What this task involves:
Below are lines of data, and only some are wanted. Please repeat exactly those from the line that has "let line = line.trim_start();" through the line that has "pub const REPORT_HEADER: &str".

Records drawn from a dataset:
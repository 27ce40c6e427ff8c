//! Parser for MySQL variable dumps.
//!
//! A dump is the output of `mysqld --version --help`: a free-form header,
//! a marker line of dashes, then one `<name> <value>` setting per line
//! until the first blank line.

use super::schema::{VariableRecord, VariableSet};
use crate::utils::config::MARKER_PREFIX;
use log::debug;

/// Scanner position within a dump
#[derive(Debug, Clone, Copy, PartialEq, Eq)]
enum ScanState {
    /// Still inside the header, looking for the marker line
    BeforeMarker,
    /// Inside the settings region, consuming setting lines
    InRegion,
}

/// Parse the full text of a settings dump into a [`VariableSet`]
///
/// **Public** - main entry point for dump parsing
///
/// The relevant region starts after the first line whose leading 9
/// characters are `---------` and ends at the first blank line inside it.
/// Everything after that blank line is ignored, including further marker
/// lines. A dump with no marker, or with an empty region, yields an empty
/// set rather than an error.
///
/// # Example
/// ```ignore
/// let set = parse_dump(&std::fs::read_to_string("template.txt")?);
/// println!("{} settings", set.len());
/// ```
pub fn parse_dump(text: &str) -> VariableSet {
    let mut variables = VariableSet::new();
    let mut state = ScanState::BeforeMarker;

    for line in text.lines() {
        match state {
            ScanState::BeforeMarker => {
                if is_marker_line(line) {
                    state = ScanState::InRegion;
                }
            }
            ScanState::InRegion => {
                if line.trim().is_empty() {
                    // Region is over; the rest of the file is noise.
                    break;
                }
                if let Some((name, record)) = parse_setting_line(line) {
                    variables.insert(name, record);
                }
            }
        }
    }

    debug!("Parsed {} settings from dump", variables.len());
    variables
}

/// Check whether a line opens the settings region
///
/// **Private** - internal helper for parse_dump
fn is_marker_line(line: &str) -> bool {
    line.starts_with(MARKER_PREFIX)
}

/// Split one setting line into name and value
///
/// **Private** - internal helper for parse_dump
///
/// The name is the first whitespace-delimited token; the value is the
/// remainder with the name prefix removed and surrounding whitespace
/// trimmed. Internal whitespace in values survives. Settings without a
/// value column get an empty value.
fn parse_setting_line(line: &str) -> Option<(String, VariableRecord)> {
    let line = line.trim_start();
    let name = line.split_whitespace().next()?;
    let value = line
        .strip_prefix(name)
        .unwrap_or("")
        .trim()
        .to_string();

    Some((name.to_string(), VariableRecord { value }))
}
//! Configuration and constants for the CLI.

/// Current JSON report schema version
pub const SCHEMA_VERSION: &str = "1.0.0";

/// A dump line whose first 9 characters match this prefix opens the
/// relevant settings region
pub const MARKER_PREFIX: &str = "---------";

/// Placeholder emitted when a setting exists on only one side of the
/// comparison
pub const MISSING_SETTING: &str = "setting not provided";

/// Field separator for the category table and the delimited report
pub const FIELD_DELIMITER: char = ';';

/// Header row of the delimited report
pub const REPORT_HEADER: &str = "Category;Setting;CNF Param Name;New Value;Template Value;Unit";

* * *

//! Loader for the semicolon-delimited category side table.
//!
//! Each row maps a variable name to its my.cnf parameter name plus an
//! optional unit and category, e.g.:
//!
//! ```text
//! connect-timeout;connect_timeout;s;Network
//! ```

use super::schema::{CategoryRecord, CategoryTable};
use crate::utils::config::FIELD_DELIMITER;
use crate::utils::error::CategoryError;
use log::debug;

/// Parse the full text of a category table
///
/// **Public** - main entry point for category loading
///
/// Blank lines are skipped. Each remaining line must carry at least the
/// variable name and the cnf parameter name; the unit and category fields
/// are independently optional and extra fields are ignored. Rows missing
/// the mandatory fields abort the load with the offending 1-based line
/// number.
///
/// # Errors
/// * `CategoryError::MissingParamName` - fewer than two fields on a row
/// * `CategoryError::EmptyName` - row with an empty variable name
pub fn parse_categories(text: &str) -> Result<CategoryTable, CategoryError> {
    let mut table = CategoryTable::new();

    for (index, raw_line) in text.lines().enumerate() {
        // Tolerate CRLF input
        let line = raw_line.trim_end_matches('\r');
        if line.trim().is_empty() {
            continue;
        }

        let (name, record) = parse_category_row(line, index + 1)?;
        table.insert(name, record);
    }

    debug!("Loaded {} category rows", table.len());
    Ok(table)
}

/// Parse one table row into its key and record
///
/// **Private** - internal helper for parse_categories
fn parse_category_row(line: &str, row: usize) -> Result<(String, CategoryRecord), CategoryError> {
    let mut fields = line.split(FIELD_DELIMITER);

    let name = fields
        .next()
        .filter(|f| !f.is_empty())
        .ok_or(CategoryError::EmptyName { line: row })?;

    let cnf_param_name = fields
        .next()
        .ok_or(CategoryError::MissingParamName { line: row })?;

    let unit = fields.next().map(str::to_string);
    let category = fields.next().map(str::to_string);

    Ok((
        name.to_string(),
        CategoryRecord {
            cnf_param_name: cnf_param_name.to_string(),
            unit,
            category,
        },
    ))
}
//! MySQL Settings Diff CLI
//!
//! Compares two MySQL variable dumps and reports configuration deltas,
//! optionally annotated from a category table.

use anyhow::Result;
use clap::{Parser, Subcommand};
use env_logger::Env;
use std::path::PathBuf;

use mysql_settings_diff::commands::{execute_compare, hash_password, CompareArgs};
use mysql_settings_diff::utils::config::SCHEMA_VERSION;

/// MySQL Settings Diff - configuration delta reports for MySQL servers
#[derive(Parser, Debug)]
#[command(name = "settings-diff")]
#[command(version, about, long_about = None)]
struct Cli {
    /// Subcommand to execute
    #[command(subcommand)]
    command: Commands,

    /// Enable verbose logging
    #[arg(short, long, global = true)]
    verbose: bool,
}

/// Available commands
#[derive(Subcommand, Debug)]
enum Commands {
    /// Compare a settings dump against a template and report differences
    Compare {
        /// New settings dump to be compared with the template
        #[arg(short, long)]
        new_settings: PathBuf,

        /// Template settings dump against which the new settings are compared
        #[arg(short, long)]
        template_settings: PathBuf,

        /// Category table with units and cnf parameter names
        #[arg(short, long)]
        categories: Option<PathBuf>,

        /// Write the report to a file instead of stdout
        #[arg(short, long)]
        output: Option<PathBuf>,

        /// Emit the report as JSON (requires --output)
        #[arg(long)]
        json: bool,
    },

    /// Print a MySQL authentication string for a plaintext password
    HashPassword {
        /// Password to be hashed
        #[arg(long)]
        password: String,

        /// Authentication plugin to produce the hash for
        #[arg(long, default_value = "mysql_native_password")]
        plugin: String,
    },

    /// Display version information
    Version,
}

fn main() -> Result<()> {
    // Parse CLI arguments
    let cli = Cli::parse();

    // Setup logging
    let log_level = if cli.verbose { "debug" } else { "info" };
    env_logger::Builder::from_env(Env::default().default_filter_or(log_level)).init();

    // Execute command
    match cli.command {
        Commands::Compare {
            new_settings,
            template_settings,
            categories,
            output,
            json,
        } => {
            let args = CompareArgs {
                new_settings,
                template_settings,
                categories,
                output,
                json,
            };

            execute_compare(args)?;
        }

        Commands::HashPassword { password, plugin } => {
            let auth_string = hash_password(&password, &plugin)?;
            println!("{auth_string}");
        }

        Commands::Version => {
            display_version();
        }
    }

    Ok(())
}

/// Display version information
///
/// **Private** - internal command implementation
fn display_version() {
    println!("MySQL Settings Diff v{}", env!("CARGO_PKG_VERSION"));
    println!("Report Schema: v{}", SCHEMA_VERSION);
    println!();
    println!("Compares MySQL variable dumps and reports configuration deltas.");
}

...

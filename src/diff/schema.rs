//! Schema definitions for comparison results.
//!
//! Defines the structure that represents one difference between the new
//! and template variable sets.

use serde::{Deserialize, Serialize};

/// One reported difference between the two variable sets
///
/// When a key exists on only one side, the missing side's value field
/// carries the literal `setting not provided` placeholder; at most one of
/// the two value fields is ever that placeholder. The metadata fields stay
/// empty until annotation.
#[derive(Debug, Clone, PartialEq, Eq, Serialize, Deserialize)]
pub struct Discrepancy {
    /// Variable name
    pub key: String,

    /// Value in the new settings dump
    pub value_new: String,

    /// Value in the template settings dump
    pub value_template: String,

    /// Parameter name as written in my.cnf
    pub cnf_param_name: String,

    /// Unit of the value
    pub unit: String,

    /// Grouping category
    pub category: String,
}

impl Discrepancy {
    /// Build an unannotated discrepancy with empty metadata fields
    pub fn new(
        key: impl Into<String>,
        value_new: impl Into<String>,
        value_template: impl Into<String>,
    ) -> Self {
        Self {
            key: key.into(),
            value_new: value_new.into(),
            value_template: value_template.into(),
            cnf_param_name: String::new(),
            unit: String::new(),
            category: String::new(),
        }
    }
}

Solution below:
    let line = line.trim_start();
    let name = line.split_whitespace().next()?;
    let value = line
        .strip_prefix(name)
        .unwrap_or("")
        .trim()
        .to_string();

    Some((name.to_string(), VariableRecord { value }))
}
//! Configuration and constants for the CLI.

/// Current JSON report schema version
pub const SCHEMA_VERSION: &str = "1.0.0";

/// A dump line whose first 9 characters match this prefix opens the
/// relevant settings region
pub const MARKER_PREFIX: &str = "---------";

/// Placeholder emitted when a setting exists on only one side of the
/// comparison
pub const MISSING_SETTING: &str = "setting not provided";

/// Field separator for the category table and the delimited report
pub const FIELD_DELIMITER: char = ';';

/// Header row of the delimited report
pub const REPORT_HEADER: &str = "Category;Setting;CNF Param Name;New Value;Template Value;Unit";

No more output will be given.